Data section
-- Opening Marker --

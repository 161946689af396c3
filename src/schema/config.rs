//! Configuration types for automaton runs.

use std::fs;
use std::path::Path;
use std::time::Duration;

use serde::{Deserialize, Serialize};

use super::InitialState;
use crate::display::Which;

/// Panel height of the reference hardware.
pub const PANEL_HEIGHT: usize = 34;
/// Panel width of the reference hardware.
pub const PANEL_WIDTH: usize = 9;

fn default_height() -> usize {
    PANEL_HEIGHT
}

fn default_width() -> usize {
    PANEL_WIDTH
}

fn default_generations() -> u64 {
    200
}

fn default_delay() -> f32 {
    0.1
}

fn default_hold() -> f32 {
    0.5
}

/// Top-level configuration for one simulation run.
#[derive(Debug, Clone, Serialize, Deserialize)]
pub struct RunConfig {
    /// Board height in cells.
    #[serde(default = "default_height")]
    pub height: usize,
    /// Board width in cells.
    #[serde(default = "default_width")]
    pub width: usize,
    /// Maximum number of generations to compute.
    #[serde(default = "default_generations")]
    pub generations: u64,
    /// Pause between frames, in seconds.
    #[serde(default = "default_delay")]
    pub delay_sec: f32,
    /// Which panel(s) to draw on.
    #[serde(default)]
    pub which: Which,
    /// Automaton and its parameters.
    pub rule: RuleConfig,
    /// Initial board. `None` falls back to the rule's default, if it has one.
    #[serde(default)]
    pub initial: Option<InitialState>,
    /// Termination thresholds. `None` uses the rule's defaults.
    #[serde(default)]
    pub termination: Option<TerminationConfig>,
    /// How long to keep the final board on screen after an early halt.
    #[serde(default = "default_hold")]
    pub hold_final_sec: f32,
    /// Seed for random initial states. `None` draws from entropy.
    #[serde(default)]
    pub random_seed: Option<u64>,
}

impl Default for RunConfig {
    fn default() -> Self {
        Self {
            height: PANEL_HEIGHT,
            width: PANEL_WIDTH,
            generations: default_generations(),
            delay_sec: default_delay(),
            which: Which::Both,
            rule: RuleConfig::Life {
                preset: LifeRule::Original,
            },
            initial: Some(InitialState::Named {
                name: "glider".to_string(),
            }),
            termination: None,
            hold_final_sec: default_hold(),
            random_seed: None,
        }
    }
}

impl RunConfig {
    /// Config for `rule` with every other field at its default.
    pub fn for_rule(rule: RuleConfig) -> Self {
        Self {
            rule,
            initial: None,
            ..Self::default()
        }
    }

    /// Load a config from a JSON file.
    pub fn from_path<P: AsRef<Path>>(path: P) -> Result<Self, ConfigError> {
        let text = fs::read_to_string(path)?;
        let config: RunConfig = serde_json::from_str(&text)?;
        config.validate()?;
        Ok(config)
    }

    /// Termination thresholds in effect for this run.
    pub fn termination(&self) -> TerminationConfig {
        self.termination
            .unwrap_or_else(|| self.rule.default_termination())
    }

    /// Initial state in effect for this run, if any.
    pub fn initial_state(&self) -> Option<InitialState> {
        self.initial
            .clone()
            .or_else(|| self.rule.default_initial_state())
    }

    /// Validate configuration parameters.
    pub fn validate(&self) -> Result<(), ConfigError> {
        if self.height == 0 || self.width == 0 {
            return Err(ConfigError::InvalidDimensions);
        }
        // Rejects negative, non-finite and unrepresentably long durations.
        for seconds in [self.delay_sec, self.hold_final_sec] {
            if Duration::try_from_secs_f32(seconds).is_err() {
                return Err(ConfigError::InvalidDelay(seconds));
            }
        }
        if let Some(InitialState::Random { density }) = &self.initial {
            if !(0.0..=1.0).contains(density) {
                return Err(ConfigError::InvalidDensity(*density));
            }
        }
        let t = self.termination();
        if t.empty_patience == 0 || t.stable_patience == 0 || t.oscillation_patience == 0 {
            return Err(ConfigError::InvalidPatience);
        }
        self.rule.validate()
    }
}

/// Automaton selection and parameters.
#[derive(Debug, Clone, PartialEq, Serialize, Deserialize)]
#[serde(tag = "type")]
pub enum RuleConfig {
    /// Binary Birth/Survival rule over the Moore neighbourhood.
    OuterTotalistic {
        /// Live-neighbour counts that bring a dead cell to life.
        birth: Vec<u8>,
        /// Live-neighbour counts that keep a live cell alive.
        survival: Vec<u8>,
    },
    /// A named Birth/Survival rule.
    Life { preset: LifeRule },
    /// k-colour totalistic rule numbered in base k.
    InnerTotalistic { colors: u8, rule: u64 },
    /// Biham-Middleton-Levine traffic.
    Bml,
    /// HPP lattice gas.
    Hpp,
}

impl RuleConfig {
    /// Check rule parameters without building the rule.
    pub fn validate(&self) -> Result<(), ConfigError> {
        match self {
            RuleConfig::OuterTotalistic { birth, survival } => {
                if let Some(&n) = birth.iter().chain(survival).find(|&&n| n > 8) {
                    return Err(ConfigError::InvalidNeighborCount(n));
                }
            }
            RuleConfig::InnerTotalistic { colors, rule } => {
                if *colors < 2 {
                    return Err(ConfigError::InvalidColors(*colors));
                }
                let sums = 9 * (*colors as u32 - 1) + 1;
                if let Some(limit) = (*colors as u64).checked_pow(sums) {
                    if *rule >= limit {
                        return Err(ConfigError::RuleOutOfRange {
                            colors: *colors,
                            rule: *rule,
                        });
                    }
                }
            }
            RuleConfig::Life { .. } | RuleConfig::Bml | RuleConfig::Hpp => {}
        }
        Ok(())
    }

    /// Termination thresholds used when a run does not set its own.
    pub fn default_termination(&self) -> TerminationConfig {
        match self {
            RuleConfig::OuterTotalistic { .. }
            | RuleConfig::Life { .. }
            | RuleConfig::InnerTotalistic { .. } => TerminationConfig {
                empty_patience: 1,
                stable_patience: 10,
                oscillation_patience: 20,
            },
            RuleConfig::Bml => TerminationConfig {
                empty_patience: 1,
                stable_patience: 10,
                oscillation_patience: 10,
            },
            RuleConfig::Hpp => TerminationConfig {
                empty_patience: 1,
                stable_patience: 20,
                oscillation_patience: 20,
            },
        }
    }

    /// Initial state used when a run does not supply one.
    pub fn default_initial_state(&self) -> Option<InitialState> {
        match self {
            RuleConfig::OuterTotalistic { .. } | RuleConfig::Life { .. } => None,
            RuleConfig::InnerTotalistic { .. } => Some(InitialState::Center { state: 1 }),
            RuleConfig::Bml => Some(InitialState::Random { density: 0.35 }),
            RuleConfig::Hpp => Some(InitialState::Random { density: 0.5 }),
        }
    }
}

/// Named Life-like rules.
#[derive(Debug, Clone, Copy, PartialEq, Eq, Serialize, Deserialize)]
pub enum LifeRule {
    /// `B3/S23`
    Original,
    /// `B36/S23`
    HighLife,
    /// `B3678/S34678`
    DayAndNight,
    /// `B2/S`
    Seeds,
}

impl LifeRule {
    /// Birth and survival counts for this rule.
    pub fn counts(self) -> (&'static [u8], &'static [u8]) {
        match self {
            LifeRule::Original => (&[3], &[2, 3]),
            LifeRule::HighLife => (&[3, 6], &[2, 3]),
            LifeRule::DayAndNight => (&[3, 6, 7, 8], &[3, 4, 6, 7, 8]),
            LifeRule::Seeds => (&[2], &[]),
        }
    }
}

/// Patience thresholds for each termination condition.
///
/// A condition halts the run once its counter reaches the threshold. The
/// stable and oscillating counters reset each other.
#[derive(Debug, Clone, Copy, PartialEq, Eq, Serialize, Deserialize)]
pub struct TerminationConfig {
    /// Consecutive all-background generations before halting.
    pub empty_patience: u32,
    /// Consecutive generations equal to their predecessor before halting.
    pub stable_patience: u32,
    /// Consecutive period-2 matches before halting.
    pub oscillation_patience: u32,
}

/// Configuration validation errors.
#[derive(Debug, thiserror::Error)]
pub enum ConfigError {
    #[error("Board dimensions (height, width) must be non-zero")]
    InvalidDimensions,
    #[error("Delay must be a non-negative number of seconds, got {0}")]
    InvalidDelay(f32),
    #[error("Density must be within [0, 1], got {0}")]
    InvalidDensity(f32),
    #[error("Neighbor count {0} is outside 0..=8")]
    InvalidNeighborCount(u8),
    #[error("Totalistic rules need at least 2 colors, got {0}")]
    InvalidColors(u8),
    #[error("Rule {rule} is out of range for {colors} colors")]
    RuleOutOfRange { colors: u8, rule: u64 },
    #[error("Termination patience must be at least 1")]
    InvalidPatience,
    #[error("Failed to read config: {0}")]
    Io(#[from] std::io::Error),
    #[error("Failed to parse config: {0}")]
    Parse(#[from] serde_json::Error),
}

#[cfg(test)]
mod tests {
    use super::*;
    use std::io::Write;

    #[test]
    fn test_default_config_is_valid() {
        let config = RunConfig::default();
        assert!(config.validate().is_ok());
        assert_eq!((config.height, config.width), (34, 9));
    }

    #[test]
    fn test_parse_minimal_json() {
        let config: RunConfig = serde_json::from_str(
            r#"{ "rule": { "type": "Bml" }, "which": "left", "generations": 500 }"#,
        )
        .unwrap();
        assert_eq!(config.rule, RuleConfig::Bml);
        assert_eq!(config.which, Which::Left);
        assert_eq!(config.generations, 500);
        assert_eq!(config.delay_sec, 0.1);
        assert_eq!(
            config.initial_state(),
            Some(InitialState::Random { density: 0.35 })
        );
        assert_eq!(config.termination().oscillation_patience, 10);
    }

    #[test]
    fn test_parse_outer_totalistic() {
        let config: RunConfig = serde_json::from_str(
            r#"{
                "rule": { "type": "OuterTotalistic", "birth": [3, 6], "survival": [2, 3] },
                "initial": { "type": "Named", "name": "r_pentomino" }
            }"#,
        )
        .unwrap();
        assert!(config.validate().is_ok());
        assert_eq!(config.initial_state().unwrap(), InitialState::Named {
            name: "r_pentomino".to_string()
        });
        assert_eq!(config.termination().stable_patience, 10);
    }

    #[test]
    fn test_validate_rejects_bad_values() {
        let mut config = RunConfig::default();
        config.width = 0;
        assert!(matches!(config.validate(), Err(ConfigError::InvalidDimensions)));

        let mut config = RunConfig::default();
        config.delay_sec = -1.0;
        assert!(matches!(config.validate(), Err(ConfigError::InvalidDelay(_))));

        let mut config = RunConfig::default();
        config.delay_sec = 1e20;
        assert!(matches!(config.validate(), Err(ConfigError::InvalidDelay(_))));

        let mut config = RunConfig::default();
        config.hold_final_sec = f32::INFINITY;
        assert!(matches!(config.validate(), Err(ConfigError::InvalidDelay(_))));

        let mut config = RunConfig::for_rule(RuleConfig::Hpp);
        config.initial = Some(InitialState::Random { density: 1.5 });
        assert!(matches!(config.validate(), Err(ConfigError::InvalidDensity(_))));

        let mut config = RunConfig::default();
        config.termination = Some(TerminationConfig {
            empty_patience: 1,
            stable_patience: 0,
            oscillation_patience: 5,
        });
        assert!(matches!(config.validate(), Err(ConfigError::InvalidPatience)));

        let config = RunConfig::for_rule(RuleConfig::InnerTotalistic {
            colors: 3,
            rule: u64::MAX,
        });
        assert!(matches!(
            config.validate(),
            Err(ConfigError::RuleOutOfRange { colors: 3, .. })
        ));
    }

    #[test]
    fn test_from_path() {
        let mut file = tempfile::NamedTempFile::new().unwrap();
        write!(
            file,
            r#"{{ "rule": {{ "type": "Life", "preset": "HighLife" }}, "delay_sec": 0.0 }}"#
        )
        .unwrap();
        let config = RunConfig::from_path(file.path()).unwrap();
        assert_eq!(
            config.rule,
            RuleConfig::Life {
                preset: LifeRule::HighLife
            }
        );
        assert_eq!(config.initial_state(), None);
    }

    #[test]
    fn test_from_path_reports_parse_error() {
        let mut file = tempfile::NamedTempFile::new().unwrap();
        write!(file, "{{ not json").unwrap();
        assert!(matches!(
            RunConfig::from_path(file.path()),
            Err(ConfigError::Parse(_))
        ));
    }
}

-- Closing Marker --

What you should do
Among the lines above, return those that hold the word "RuleOutOfRange".

Answer for this exercise
                        return Err(ConfigError::RuleOutOfRange {
    RuleOutOfRange { colors: u8, rule: u64 },
            Err(ConfigError::RuleOutOfRange { colors: 3, .. })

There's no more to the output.